§ Given information:
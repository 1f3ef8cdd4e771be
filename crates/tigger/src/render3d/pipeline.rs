//! # Pipeline — Render Pipelines and Shared GPU Resources
//!
//! Three pipelines share one set of bind group layouts:
//!
//! | Pipeline | Shader entry          | Vertex layout  | Groups         |
//! |----------|-----------------------|----------------|----------------|
//! | mesh     | `vs_mesh`/`fs_mesh`   | `MeshVertex`   | frame, object, material |
//! | ground   | `vs_ground`/`fs_ground` | `GroundVertex` | frame, object, material |
//! | shadow   | `vs_shadow`/`fs_shadow` | `MeshVertex` (position only) | frame, object |
//!
//! Back faces are not culled: OBJ files in the wild mix windings, and the
//! ground fan is viewed from both sides when the camera dips below it.
//!
//! The shadow pipeline carries a small negative depth bias so the flattened
//! geometry, a hair above the ground, wins the depth test against it.
//!
//! ## Dynamic Object Buffer
//!
//! Group 1 holds every draw's [`ObjectUniform`] in one buffer, each at a
//! multiple of `min_uniform_buffer_offset_alignment`. A draw binds the group
//! with its own byte offset. The buffer grows (to the next power of two) when
//! a frame has more draws than slots.

use super::vertex::{FrameUniform, MaterialUniform, ObjectUniform, GROUND_VERTEX_LAYOUT, MESH_VERTEX_LAYOUT};
use crate::render::GpuContext;

pub(crate) const DEPTH_FORMAT: wgpu::TextureFormat = wgpu::TextureFormat::Depth32Float;

const INITIAL_OBJECT_CAPACITY: usize = 64;

pub(crate) struct Pipelines {
    pub mesh: wgpu::RenderPipeline,
    pub ground: wgpu::RenderPipeline,
    pub shadow: wgpu::RenderPipeline,

    pub material_layout: wgpu::BindGroupLayout,
    object_layout: wgpu::BindGroupLayout,

    pub frame_buffer: wgpu::Buffer,
    pub frame_bind_group: wgpu::BindGroup,

    pub object_buffer: wgpu::Buffer,
    pub object_bind_group: wgpu::BindGroup,
    object_capacity: usize,

    pub depth_view: wgpu::TextureView,
    depth_size: (u32, u32),
}

impl Pipelines {
    pub fn new(gpu: &GpuContext) -> Self {
        let device = &gpu.device;

        let lit_shader = device.create_shader_module(wgpu::ShaderModuleDescriptor {
            label: Some("lit shader"),
            source: wgpu::ShaderSource::Wgsl(include_str!("lit.wgsl").into()),
        });
        let shadow_shader = device.create_shader_module(wgpu::ShaderModuleDescriptor {
            label: Some("shadow shader"),
            source: wgpu::ShaderSource::Wgsl(include_str!("shadow.wgsl").into()),
        });

        // ── Layouts ─────────────────────────────────────────────────────
        let frame_layout = device.create_bind_group_layout(&wgpu::BindGroupLayoutDescriptor {
            label: Some("frame layout"),
            entries: &[uniform_entry(
                0,
                wgpu::ShaderStages::VERTEX_FRAGMENT,
                false,
                std::mem::size_of::<FrameUniform>(),
            )],
        });
        let object_layout = device.create_bind_group_layout(&wgpu::BindGroupLayoutDescriptor {
            label: Some("object layout"),
            entries: &[uniform_entry(
                0,
                wgpu::ShaderStages::VERTEX,
                true,
                std::mem::size_of::<ObjectUniform>(),
            )],
        });
        let material_layout = device.create_bind_group_layout(&wgpu::BindGroupLayoutDescriptor {
            label: Some("material layout"),
            entries: &[
                uniform_entry(
                    0,
                    wgpu::ShaderStages::FRAGMENT,
                    false,
                    std::mem::size_of::<MaterialUniform>(),
                ),
                wgpu::BindGroupLayoutEntry {
                    binding: 1,
                    visibility: wgpu::ShaderStages::FRAGMENT,
                    ty: wgpu::BindingType::Texture {
                        multisampled: false,
                        view_dimension: wgpu::TextureViewDimension::D2,
                        sample_type: wgpu::TextureSampleType::Float { filterable: true },
                    },
                    count: None,
                },
                wgpu::BindGroupLayoutEntry {
                    binding: 2,
                    visibility: wgpu::ShaderStages::FRAGMENT,
                    ty: wgpu::BindingType::Sampler(wgpu::SamplerBindingType::Filtering),
                    count: None,
                },
            ],
        });

        let lit_layout = device.create_pipeline_layout(&wgpu::PipelineLayoutDescriptor {
            label: Some("lit pipeline layout"),
            bind_group_layouts: &[&frame_layout, &object_layout, &material_layout],
            push_constant_ranges: &[],
        });
        let shadow_layout = device.create_pipeline_layout(&wgpu::PipelineLayoutDescriptor {
            label: Some("shadow pipeline layout"),
            bind_group_layouts: &[&frame_layout, &object_layout],
            push_constant_ranges: &[],
        });

        // ── Pipelines ───────────────────────────────────────────────────
        let format = gpu.surface_format();
        let mesh = build_pipeline(
            device,
            "mesh pipeline",
            &lit_layout,
            &lit_shader,
            ("vs_mesh", "fs_mesh"),
            MESH_VERTEX_LAYOUT,
            format,
            wgpu::DepthBiasState::default(),
        );
        let ground = build_pipeline(
            device,
            "ground pipeline",
            &lit_layout,
            &lit_shader,
            ("vs_ground", "fs_ground"),
            GROUND_VERTEX_LAYOUT,
            format,
            wgpu::DepthBiasState::default(),
        );
        let shadow = build_pipeline(
            device,
            "shadow pipeline",
            &shadow_layout,
            &shadow_shader,
            ("vs_shadow", "fs_shadow"),
            MESH_VERTEX_LAYOUT,
            format,
            wgpu::DepthBiasState {
                constant: -2,
                slope_scale: -1.0,
                clamp: 0.0,
            },
        );

        // ── Frame buffer ────────────────────────────────────────────────
        let frame_buffer = device.create_buffer(&wgpu::BufferDescriptor {
            label: Some("frame uniform buffer"),
            size: std::mem::size_of::<FrameUniform>() as u64,
            usage: wgpu::BufferUsages::UNIFORM | wgpu::BufferUsages::COPY_DST,
            mapped_at_creation: false,
        });
        let frame_bind_group = device.create_bind_group(&wgpu::BindGroupDescriptor {
            label: Some("frame bind group"),
            layout: &frame_layout,
            entries: &[wgpu::BindGroupEntry {
                binding: 0,
                resource: frame_buffer.as_entire_binding(),
            }],
        });

        let (object_buffer, object_bind_group) =
            create_object_buffer(device, &object_layout, INITIAL_OBJECT_CAPACITY);

        let (w, h) = gpu.surface_size();

        Self {
            mesh,
            ground,
            shadow,
            material_layout,
            object_layout,
            frame_buffer,
            frame_bind_group,
            object_buffer,
            object_bind_group,
            object_capacity: INITIAL_OBJECT_CAPACITY,
            depth_view: create_depth_texture(device, w, h),
            depth_size: (w, h),
        }
    }

    /// Recreate the depth texture if the surface size changed.
    pub fn resize_depth_if_needed(&mut self, device: &wgpu::Device, width: u32, height: u32) {
        if (width, height) != self.depth_size && width > 0 && height > 0 {
            self.depth_view = create_depth_texture(device, width, height);
            self.depth_size = (width, height);
        }
    }

    /// Make room for `count` object slots. Returns the slot stride in bytes.
    pub fn ensure_object_capacity(&mut self, device: &wgpu::Device, count: usize) -> u32 {
        if count > self.object_capacity {
            let capacity = count.next_power_of_two();
            let (buffer, bind_group) = create_object_buffer(device, &self.object_layout, capacity);
            self.object_buffer = buffer;
            self.object_bind_group = bind_group;
            self.object_capacity = capacity;
            log::debug!("object buffer grown to {capacity} slots");
        }
        object_stride(device) as u32
    }
}

fn uniform_entry(
    binding: u32,
    visibility: wgpu::ShaderStages,
    has_dynamic_offset: bool,
    size: usize,
) -> wgpu::BindGroupLayoutEntry {
    wgpu::BindGroupLayoutEntry {
        binding,
        visibility,
        ty: wgpu::BindingType::Buffer {
            ty: wgpu::BufferBindingType::Uniform,
            has_dynamic_offset,
            min_binding_size: wgpu::BufferSize::new(size as u64),
        },
        count: None,
    }
}

#[allow(clippy::too_many_arguments)]
fn build_pipeline(
    device: &wgpu::Device,
    label: &str,
    layout: &wgpu::PipelineLayout,
    shader: &wgpu::ShaderModule,
    (vs, fs): (&str, &str),
    vertex_layout: wgpu::VertexBufferLayout<'static>,
    format: wgpu::TextureFormat,
    bias: wgpu::DepthBiasState,
) -> wgpu::RenderPipeline {
    device.create_render_pipeline(&wgpu::RenderPipelineDescriptor {
        label: Some(label),
        layout: Some(layout),
        vertex: wgpu::VertexState {
            module: shader,
            entry_point: Some(vs),
            buffers: &[vertex_layout],
            compilation_options: Default::default(),
        },
        fragment: Some(wgpu::FragmentState {
            module: shader,
            entry_point: Some(fs),
            targets: &[Some(wgpu::ColorTargetState {
                format,
                blend: None,
                write_mask: wgpu::ColorWrites::ALL,
            })],
            compilation_options: Default::default(),
        }),
        primitive: wgpu::PrimitiveState {
            topology: wgpu::PrimitiveTopology::TriangleList,
            strip_index_format: None,
            front_face: wgpu::FrontFace::Ccw,
            cull_mode: None,
            polygon_mode: wgpu::PolygonMode::Fill,
            unclipped_depth: false,
            conservative: false,
        },
        depth_stencil: Some(wgpu::DepthStencilState {
            format: DEPTH_FORMAT,
            depth_write_enabled: true,
            depth_compare: wgpu::CompareFunction::Less,
            stencil: wgpu::StencilState::default(),
            bias,
        }),
        multisample: wgpu::MultisampleState::default(),
        multiview: None,
        cache: None,
    })
}

fn create_depth_texture(device: &wgpu::Device, width: u32, height: u32) -> wgpu::TextureView {
    let texture = device.create_texture(&wgpu::TextureDescriptor {
        label: Some("depth texture"),
        size: wgpu::Extent3d {
            width: width.max(1),
            height: height.max(1),
            depth_or_array_layers: 1,
        },
        mip_level_count: 1,
        sample_count: 1,
        dimension: wgpu::TextureDimension::D2,
        format: DEPTH_FORMAT,
        usage: wgpu::TextureUsages::RENDER_ATTACHMENT,
        view_formats: &[],
    });
    texture.create_view(&wgpu::TextureViewDescriptor::default())
}

fn object_stride(device: &wgpu::Device) -> usize {
    let align = device.limits().min_uniform_buffer_offset_alignment as usize;
    align_up(std::mem::size_of::<ObjectUniform>(), align)
}

fn create_object_buffer(
    device: &wgpu::Device,
    layout: &wgpu::BindGroupLayout,
    capacity: usize,
) -> (wgpu::Buffer, wgpu::BindGroup) {
    let size = (object_stride(device) * capacity) as u64;
    let buffer = device.create_buffer(&wgpu::BufferDescriptor {
        label: Some("object dynamic buffer"),
        size,
        usage: wgpu::BufferUsages::UNIFORM | wgpu::BufferUsages::COPY_DST,
        mapped_at_creation: false,
    });
    let bind_group = device.create_bind_group(&wgpu::BindGroupDescriptor {
        label: Some("object bind group"),
        layout,
        entries: &[wgpu::BindGroupEntry {
            binding: 0,
            resource: wgpu::BindingResource::Buffer(wgpu::BufferBinding {
                buffer: &buffer,
                offset: 0,
                size: wgpu::BufferSize::new(std::mem::size_of::<ObjectUniform>() as u64),
            }),
        }],
    });
    (buffer, bind_group)
}

/// Round `value` up to the next multiple of `align` (a power of two).
pub(crate) fn align_up(value: usize, align: usize) -> usize {
    (value + align - 1) & !(align - 1)
}

#[cfg(test)]
mod tests {
    use super::*;

    #[test]
    fn align_up_rounds_to_power_of_two_multiples() {
        assert_eq!(align_up(192, 256), 256);
        assert_eq!(align_up(256, 256), 256);
        assert_eq!(align_up(257, 256), 512);
        assert_eq!(align_up(192, 64), 192);
    }
}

§ Task brief:
Filter the entries by the string "into" and copy each matching line.

§ Output of the task:
            source: wgpu::ShaderSource::Wgsl(include_str!("lit.wgsl").into()),
            source: wgpu::ShaderSource::Wgsl(include_str!("shadow.wgsl").into()),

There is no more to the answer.